[Opening Data to examine section]

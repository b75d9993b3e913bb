//! # Lambdify: symbolic expressions to numeric closures
//!
//! `lambdify1D` compiles an [`Expr`] into a thread safe `Fn(f64) -> f64` closure whose structure
//! mirrors the tree, so nothing is parsed or interpreted at call time.
//!
//! [`Evaluator`] bundles three compiled forms of the same tree:
//! - the plain closure (`call`, whole-array `eval_array`)
//! - a checked closure (`eval_checked`) that reports division by zero, domain errors and overflow
//! - the pole factors of the tree (denominators, `cos(u)` for every `tan(u)`, bases raised to a
//!   negative power), used by the sampler to find singularities between grid points
use crate::symbolic::symbolic_engine::{DECLARED_VARIABLE, Expr};
use ndarray::Array1;
use std::fmt;

/// compiled single variable function
pub type Func1D = Box<dyn Fn(f64) -> f64 + Send + Sync>;
/// compiled single variable function with pointwise error reporting
pub type CheckedFunc1D = Box<dyn Fn(f64) -> Result<f64, EvalError> + Send + Sync>;

/// Pointwise evaluation failure. Never fatal for a curve: the sampler turns it into NaN.
#[derive(Debug, Clone, PartialEq)]
pub enum EvalError {
    DivisionByZero,
    /// argument outside the real domain of a function, e.g. log(-1) or sqrt(-2)
    Domain { function: &'static str, argument: f64 },
    /// finite arguments produced an infinite value
    Overflow,
    NonFinite,
}

impl fmt::Display for EvalError {
    fn fmt(&self, f: &mut fmt::Formatter<'_>) -> fmt::Result {
        match self {
            EvalError::DivisionByZero => write!(f, "Division by zero"),
            EvalError::Domain { function, argument } => {
                write!(f, "{}({}) is not defined over the reals", function, argument)
            }
            EvalError::Overflow => write!(f, "Numeric overflow"),
            EvalError::NonFinite => write!(f, "Result is not a finite number"),
        }
    }
}

impl std::error::Error for EvalError {}

/// finite result or the matching error
fn finite(value: f64) -> Result<f64, EvalError> {
    if value.is_finite() {
        Ok(value)
    } else if value.is_infinite() {
        Err(EvalError::Overflow)
    } else {
        Err(EvalError::NonFinite)
    }
}

impl Expr {
    /// LAMBDIFICATION - Converting Symbolic Expressions to Executable Functions

    /// Converts a single-variable expression into an executable closure.
    ///
    /// Symbols other than `var` evaluate to NaN.
    ///
    /// # Examples
    /// ```rust, ignore
    /// let f = Expr::x().pow(Expr::Const(2.0)); // x**2
    /// let func = f.lambdify1D("x");
    /// assert_eq!(func(3.0), 9.0);
    /// ```
    pub fn lambdify1D(&self, var: &str) -> Func1D {
        match self {
            Expr::Var(name) if name == var => Box::new(|x| x),
            Expr::Var(_) => Box::new(|_| f64::NAN),
            Expr::Const(val) => {
                let val = *val;
                Box::new(move |_| val)
            }
            Expr::Add(lhs, rhs) => {
                let lf = lhs.lambdify1D(var);
                let rf = rhs.lambdify1D(var);
                Box::new(move |x| lf(x) + rf(x))
            }
            Expr::Sub(lhs, rhs) => {
                let lf = lhs.lambdify1D(var);
                let rf = rhs.lambdify1D(var);
                Box::new(move |x| lf(x) - rf(x))
            }
            Expr::Mul(lhs, rhs) => {
                let lf = lhs.lambdify1D(var);
                let rf = rhs.lambdify1D(var);
                Box::new(move |x| lf(x) * rf(x))
            }
            Expr::Div(lhs, rhs) => {
                let lf = lhs.lambdify1D(var);
                let rf = rhs.lambdify1D(var);
                Box::new(move |x| lf(x) / rf(x))
            }
            Expr::Pow(b, e) => {
                let bf = b.lambdify1D(var);
                let ef = e.lambdify1D(var);
                Box::new(move |x| bf(x).powf(ef(x)))
            }
            Expr::Exp(e) => {
                let f = e.lambdify1D(var);
                Box::new(move |x| f(x).exp())
            }
            Expr::Ln(e) => {
                let f = e.lambdify1D(var);
                Box::new(move |x| f(x).ln())
            }
            Expr::sin(e) => {
                let f = e.lambdify1D(var);
                Box::new(move |x| f(x).sin())
            }
            Expr::cos(e) => {
                let f = e.lambdify1D(var);
                Box::new(move |x| f(x).cos())
            }
            Expr::tg(e) => {
                let f = e.lambdify1D(var);
                Box::new(move |x| f(x).tan())
            }
            Expr::sqrt(e) => {
                let f = e.lambdify1D(var);
                Box::new(move |x| f(x).sqrt())
            }
            Expr::abs(e) => {
                let f = e.lambdify1D(var);
                Box::new(move |x| f(x).abs())
            }
        }
    } // end of lambdify1D

    /// Same as `lambdify1D`, but every node checks its own result.
    pub fn lambdify1D_checked(&self, var: &str) -> CheckedFunc1D {
        match self {
            Expr::Var(name) if name == var => Box::new(finite),
            Expr::Var(_) => Box::new(|_| Err(EvalError::NonFinite)),
            Expr::Const(val) => {
                let val = *val;
                Box::new(move |_| finite(val))
            }
            Expr::Add(lhs, rhs) => {
                let lf = lhs.lambdify1D_checked(var);
                let rf = rhs.lambdify1D_checked(var);
                Box::new(move |x| finite(lf(x)? + rf(x)?))
            }
            Expr::Sub(lhs, rhs) => {
                let lf = lhs.lambdify1D_checked(var);
                let rf = rhs.lambdify1D_checked(var);
                Box::new(move |x| finite(lf(x)? - rf(x)?))
            }
            Expr::Mul(lhs, rhs) => {
                let lf = lhs.lambdify1D_checked(var);
                let rf = rhs.lambdify1D_checked(var);
                Box::new(move |x| finite(lf(x)? * rf(x)?))
            }
            Expr::Div(lhs, rhs) => {
                let lf = lhs.lambdify1D_checked(var);
                let rf = rhs.lambdify1D_checked(var);
                Box::new(move |x| {
                    let denominator = rf(x)?;
                    if denominator == 0.0 {
                        return Err(EvalError::DivisionByZero);
                    }
                    finite(lf(x)? / denominator)
                })
            }
            Expr::Pow(b, e) => {
                let bf = b.lambdify1D_checked(var);
                let ef = e.lambdify1D_checked(var);
                Box::new(move |x| {
                    let base = bf(x)?;
                    let exponent = ef(x)?;
                    if base == 0.0 && exponent < 0.0 {
                        return Err(EvalError::DivisionByZero);
                    }
                    if base < 0.0 && exponent.fract() != 0.0 {
                        return Err(EvalError::Domain {
                            function: "pow",
                            argument: base,
                        });
                    }
                    finite(base.powf(exponent))
                })
            }
            Expr::Exp(e) => {
                let f = e.lambdify1D_checked(var);
                Box::new(move |x| finite(f(x)?.exp()))
            }
            Expr::Ln(e) => {
                let f = e.lambdify1D_checked(var);
                Box::new(move |x| {
                    let argument = f(x)?;
                    if argument <= 0.0 {
                        return Err(EvalError::Domain {
                            function: "log",
                            argument,
                        });
                    }
                    finite(argument.ln())
                })
            }
            Expr::sin(e) => {
                let f = e.lambdify1D_checked(var);
                Box::new(move |x| finite(f(x)?.sin()))
            }
            Expr::cos(e) => {
                let f = e.lambdify1D_checked(var);
                Box::new(move |x| finite(f(x)?.cos()))
            }
            Expr::tg(e) => {
                let f = e.lambdify1D_checked(var);
                Box::new(move |x| finite(f(x)?.tan()))
            }
            Expr::sqrt(e) => {
                let f = e.lambdify1D_checked(var);
                Box::new(move |x| {
                    let argument = f(x)?;
                    if argument < 0.0 {
                        return Err(EvalError::Domain {
                            function: "sqrt",
                            argument,
                        });
                    }
                    finite(argument.sqrt())
                })
            }
            Expr::abs(e) => {
                let f = e.lambdify1D_checked(var);
                Box::new(move |x| finite(f(x)?.abs()))
            }
        }
    }

    /// Sub-expressions whose zeros are poles of the whole expression.
    pub fn pole_factors(&self, var: &str) -> Vec<Expr> {
        let mut poles = Vec::new();
        self.collect_pole_factors(var, &mut poles);
        poles
    }

    fn collect_pole_factors(&self, var: &str, poles: &mut Vec<Expr>) {
        let push = |factor: Expr, poles: &mut Vec<Expr>| {
            if factor.contains_variable(var) && !poles.contains(&factor) {
                poles.push(factor);
            }
        };
        match self {
            Expr::Var(_) | Expr::Const(_) => {}
            Expr::Add(lhs, rhs) | Expr::Sub(lhs, rhs) | Expr::Mul(lhs, rhs) => {
                lhs.collect_pole_factors(var, poles);
                rhs.collect_pole_factors(var, poles);
            }
            Expr::Div(lhs, rhs) => {
                lhs.collect_pole_factors(var, poles);
                rhs.collect_pole_factors(var, poles);
                push(rhs.as_ref().clone(), poles);
            }
            Expr::Pow(base, exp) => {
                base.collect_pole_factors(var, poles);
                exp.collect_pole_factors(var, poles);
                if matches!(exp.as_ref(), Expr::Const(e) if *e < 0.0) {
                    push(base.as_ref().clone(), poles);
                }
            }
            Expr::tg(arg) => {
                arg.collect_pole_factors(var, poles);
                push(Expr::cos(arg.clone()), poles);
            }
            Expr::Exp(arg) | Expr::Ln(arg) | Expr::sin(arg) | Expr::cos(arg) | Expr::sqrt(arg)
            | Expr::abs(arg) => arg.collect_pole_factors(var, poles),
        }
    }
}

/// Numeric view of an expression over the declared variable.
///
/// Holds only compiled closures, so it is `Send + Sync` and can be shared between threads.
pub struct Evaluator {
    expr: Expr,
    func: Func1D,
    checked: CheckedFunc1D,
    poles: Vec<Func1D>,
}

impl Evaluator {
    pub fn new(expr: &Expr) -> Self {
        Self::with_variable(expr, DECLARED_VARIABLE)
    }

    pub fn with_variable(expr: &Expr, var: &str) -> Self {
        let poles = expr
            .pole_factors(var)
            .iter()
            .map(|factor| factor.lambdify1D(var))
            .collect();
        Evaluator {
            expr: expr.clone(),
            func: expr.lambdify1D(var),
            checked: expr.lambdify1D_checked(var),
            poles,
        }
    }

    /// the expression this evaluator was compiled from
    pub fn expr(&self) -> &Expr {
        &self.expr
    }

    /// raw IEEE evaluation: `1/0` is `inf`, `log(-1)` is NaN
    pub fn call(&self, x: f64) -> f64 {
        (self.func)(x)
    }

    pub fn eval_checked(&self, x: f64) -> Result<f64, EvalError> {
        (self.checked)(x)
    }

    /// Whole-array evaluation. Fails as a whole if any element is not finite.
    pub fn eval_array(&self, xs: &Array1<f64>) -> Result<Array1<f64>, EvalError> {
        let ys = xs.mapv(|x| (self.func)(x));
        match ys.iter().find(|y| !y.is_finite()) {
            Some(y) if y.is_infinite() => Err(EvalError::Overflow),
            Some(_) => Err(EvalError::NonFinite),
            None => Ok(ys),
        }
    }

    /// values of every pole factor at `xs`, one array per factor
    pub fn pole_values(&self, xs: &Array1<f64>) -> Vec<Array1<f64>> {
        self.poles.iter().map(|p| xs.mapv(|x| p(x))).collect()
    }

    /// compiled pole factors, in the order of `Expr::pole_factors`
    pub fn pole_functions(&self) -> &[Func1D] {
        &self.poles
    }

    pub fn has_poles(&self) -> bool {
        !self.poles.is_empty()
    }
}

impl fmt::Debug for Evaluator {
    fn fmt(&self, f: &mut fmt::Formatter<'_>) -> fmt::Result {
        f.debug_struct("Evaluator")
            .field("expr", &self.expr.to_string())
            .field("poles", &self.poles.len())
            .finish()
    }
}

#[cfg(test)]
mod tests {
    use super::*;
    use approx::assert_relative_eq;
    use ndarray::array;
    use std::f64::consts::PI;

    #[test]
    fn test_lambdify1d_single_variable() {
        let func = Expr::x().lambdify1D("x");
        assert_eq!(func(5.0), 5.0);
    }

    #[test]
    fn test_lambdify1d_constant() {
        let func = Expr::Const(42.0).lambdify1D("x");
        assert_eq!(func(100.0), 42.0);
    }

    #[test]
    fn test_lambdify1d_polynomial() {
        let x = Expr::x();
        let expr = x.clone() * x.clone() + x.clone() * Expr::Const(2.0) + Expr::Const(1.0); // x^2 + 2x + 1
        let func = expr.lambdify1D("x");
        assert_eq!(func(3.0), 16.0);
    }

    #[test]
    fn test_lambdify1d_trigonometric() {
        let func = Expr::sin(Expr::x().boxed()).lambdify1D("x");
        assert_relative_eq!(func(0.0), 0.0, epsilon = 1e-10);
        assert_relative_eq!(func(PI / 2.0), 1.0, epsilon = 1e-10);
    }

    #[test]
    fn test_foreign_symbol_is_nan() {
        let expr = Expr::Var("y".to_string()) + Expr::Const(1.0);
        assert!(expr.lambdify1D("x")(1.0).is_nan());
        assert!(Evaluator::new(&expr).eval_checked(1.0).is_err());
    }

    #[test]
    fn test_checked_errors() {
        let x = Expr::x();
        let reciprocal = Evaluator::new(&(Expr::Const(1.0) / x.clone()));
        assert_eq!(reciprocal.eval_checked(0.0), Err(EvalError::DivisionByZero));
        assert_relative_eq!(reciprocal.eval_checked(4.0).unwrap(), 0.25);

        let log = Evaluator::new(&x.clone().ln());
        assert!(matches!(
            log.eval_checked(-1.0),
            Err(EvalError::Domain { function: "log", .. })
        ));
        let root = Evaluator::new(&Expr::sqrt(x.clone().boxed()));
        assert!(matches!(
            root.eval_checked(-2.0),
            Err(EvalError::Domain { function: "sqrt", .. })
        ));
        let growth = Evaluator::new(&x.exp());
        assert_eq!(growth.eval_checked(1000.0), Err(EvalError::Overflow));
    }

    #[test]
    fn test_eval_array() {
        let square = Evaluator::new(&Expr::x().pow(Expr::Const(2.0)));
        let ys = square.eval_array(&array![1.0, 2.0, 3.0]).unwrap();
        assert_eq!(ys, array![1.0, 4.0, 9.0]);

        let reciprocal = Evaluator::new(&(Expr::Const(1.0) / Expr::x()));
        assert!(reciprocal.eval_array(&array![-1.0, 0.0, 1.0]).is_err());
    }

    #[test]
    fn test_pole_factors() {
        let x = Expr::x();
        let expr = Expr::tg(x.clone().boxed()) + Expr::Const(1.0) / (x.clone() - Expr::Const(2.0))
            + x.clone().pow(Expr::Const(-2.0));
        let poles = expr.pole_factors("x");
        assert_eq!(
            poles,
            vec![
                Expr::cos(x.clone().boxed()),
                x.clone() - Expr::Const(2.0),
                x.clone()
            ]
        );
        // constant denominators are not poles
        assert!((x / Expr::Const(2.0)).pole_factors("x").is_empty());
    }
}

[Closing Data to examine section]

Work to complete :: Set down, word for word, each line from the top of the records above through the line with "pub type CheckedFunc1D".

Solution to this problem ::
repository b75d9993b3e913bb
//! # Lambdify: symbolic expressions to numeric closures
//!
//! `lambdify1D` compiles an [`Expr`] into a thread safe `Fn(f64) -> f64` closure whose structure
//! mirrors the tree, so nothing is parsed or interpreted at call time.
//!
//! [`Evaluator`] bundles three compiled forms of the same tree:
//! - the plain closure (`call`, whole-array `eval_array`)
//! - a checked closure (`eval_checked`) that reports division by zero, domain errors and overflow
//! - the pole factors of the tree (denominators, `cos(u)` for every `tan(u)`, bases raised to a
//!   negative power), used by the sampler to find singularities between grid points
use crate::symbolic::symbolic_engine::{DECLARED_VARIABLE, Expr};
use ndarray::Array1;
use std::fmt;

/// compiled single variable function
pub type Func1D = Box<dyn Fn(f64) -> f64 + Send + Sync>;
/// compiled single variable function with pointwise error reporting
pub type CheckedFunc1D = Box<dyn Fn(f64) -> Result<f64, EvalError> + Send + Sync>;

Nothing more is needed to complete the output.